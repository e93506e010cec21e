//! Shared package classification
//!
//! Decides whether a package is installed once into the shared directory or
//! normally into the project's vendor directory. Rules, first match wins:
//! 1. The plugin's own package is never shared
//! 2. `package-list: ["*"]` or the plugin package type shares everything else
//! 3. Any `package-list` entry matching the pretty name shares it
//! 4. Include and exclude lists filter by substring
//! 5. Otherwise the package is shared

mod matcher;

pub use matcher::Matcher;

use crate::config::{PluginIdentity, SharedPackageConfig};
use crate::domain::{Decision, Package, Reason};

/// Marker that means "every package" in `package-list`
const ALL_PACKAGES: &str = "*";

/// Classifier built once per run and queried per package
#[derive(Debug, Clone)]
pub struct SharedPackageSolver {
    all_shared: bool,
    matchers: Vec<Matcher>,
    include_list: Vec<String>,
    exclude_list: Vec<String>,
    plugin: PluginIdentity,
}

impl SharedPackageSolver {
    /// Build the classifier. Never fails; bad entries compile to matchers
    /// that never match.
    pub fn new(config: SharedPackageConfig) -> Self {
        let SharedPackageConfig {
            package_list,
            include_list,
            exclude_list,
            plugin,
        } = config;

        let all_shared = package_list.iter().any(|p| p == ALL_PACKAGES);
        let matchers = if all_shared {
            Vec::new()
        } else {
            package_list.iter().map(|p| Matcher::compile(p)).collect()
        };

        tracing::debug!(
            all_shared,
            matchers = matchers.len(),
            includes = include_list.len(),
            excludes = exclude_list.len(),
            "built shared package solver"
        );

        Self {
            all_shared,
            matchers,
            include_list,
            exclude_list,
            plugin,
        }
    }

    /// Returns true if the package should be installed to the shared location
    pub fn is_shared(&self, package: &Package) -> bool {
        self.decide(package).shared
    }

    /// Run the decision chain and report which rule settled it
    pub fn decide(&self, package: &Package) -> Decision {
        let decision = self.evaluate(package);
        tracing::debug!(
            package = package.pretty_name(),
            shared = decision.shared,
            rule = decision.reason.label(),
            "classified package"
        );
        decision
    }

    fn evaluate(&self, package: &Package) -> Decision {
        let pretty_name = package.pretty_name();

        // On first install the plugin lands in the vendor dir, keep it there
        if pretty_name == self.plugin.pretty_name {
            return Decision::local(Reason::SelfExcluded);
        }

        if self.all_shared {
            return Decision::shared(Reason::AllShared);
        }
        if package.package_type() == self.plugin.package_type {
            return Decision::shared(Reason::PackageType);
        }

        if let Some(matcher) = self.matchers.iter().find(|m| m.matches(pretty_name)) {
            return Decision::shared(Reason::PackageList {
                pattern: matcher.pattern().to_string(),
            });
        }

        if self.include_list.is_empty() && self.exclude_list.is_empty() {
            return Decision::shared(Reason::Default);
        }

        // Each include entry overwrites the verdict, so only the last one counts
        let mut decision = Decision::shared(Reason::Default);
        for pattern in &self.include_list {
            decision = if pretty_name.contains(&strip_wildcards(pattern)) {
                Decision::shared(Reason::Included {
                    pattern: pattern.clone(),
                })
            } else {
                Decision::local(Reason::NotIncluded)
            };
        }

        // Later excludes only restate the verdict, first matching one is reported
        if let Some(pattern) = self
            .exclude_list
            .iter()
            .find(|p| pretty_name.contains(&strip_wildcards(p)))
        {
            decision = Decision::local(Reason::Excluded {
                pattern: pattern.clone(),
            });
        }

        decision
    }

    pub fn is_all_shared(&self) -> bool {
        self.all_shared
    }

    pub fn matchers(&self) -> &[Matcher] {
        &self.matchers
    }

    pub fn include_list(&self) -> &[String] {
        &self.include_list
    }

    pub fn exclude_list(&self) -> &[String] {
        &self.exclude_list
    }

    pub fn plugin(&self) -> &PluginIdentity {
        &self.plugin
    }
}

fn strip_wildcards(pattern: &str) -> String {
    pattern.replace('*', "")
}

= = = =

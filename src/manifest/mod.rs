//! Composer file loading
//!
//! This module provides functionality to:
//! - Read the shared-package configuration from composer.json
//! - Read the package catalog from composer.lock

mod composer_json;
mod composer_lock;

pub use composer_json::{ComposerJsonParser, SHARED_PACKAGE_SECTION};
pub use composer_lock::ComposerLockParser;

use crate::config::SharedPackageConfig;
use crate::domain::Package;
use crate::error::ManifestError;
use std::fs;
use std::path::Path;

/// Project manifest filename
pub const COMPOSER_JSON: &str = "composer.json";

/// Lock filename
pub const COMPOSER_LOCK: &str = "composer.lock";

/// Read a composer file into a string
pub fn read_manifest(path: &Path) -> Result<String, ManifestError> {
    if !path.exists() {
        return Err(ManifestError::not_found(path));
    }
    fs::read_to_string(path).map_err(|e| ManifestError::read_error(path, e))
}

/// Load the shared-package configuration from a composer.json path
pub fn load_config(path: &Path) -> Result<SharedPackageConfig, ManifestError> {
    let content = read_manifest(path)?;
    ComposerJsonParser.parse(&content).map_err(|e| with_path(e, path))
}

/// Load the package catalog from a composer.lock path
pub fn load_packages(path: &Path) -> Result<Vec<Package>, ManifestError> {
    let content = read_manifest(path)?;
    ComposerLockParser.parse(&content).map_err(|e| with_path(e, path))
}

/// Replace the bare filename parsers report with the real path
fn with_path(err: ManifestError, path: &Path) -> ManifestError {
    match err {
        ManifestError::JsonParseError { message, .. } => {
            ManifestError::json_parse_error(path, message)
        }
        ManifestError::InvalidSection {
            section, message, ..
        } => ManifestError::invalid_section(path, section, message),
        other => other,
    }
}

= = = =

**What you need to do**
Return a copy of each line in the entries that carries the string "verdict".

**Answer area**
        // Each include entry overwrites the verdict, so only the last one counts
        // Later excludes only restate the verdict, first matching one is reported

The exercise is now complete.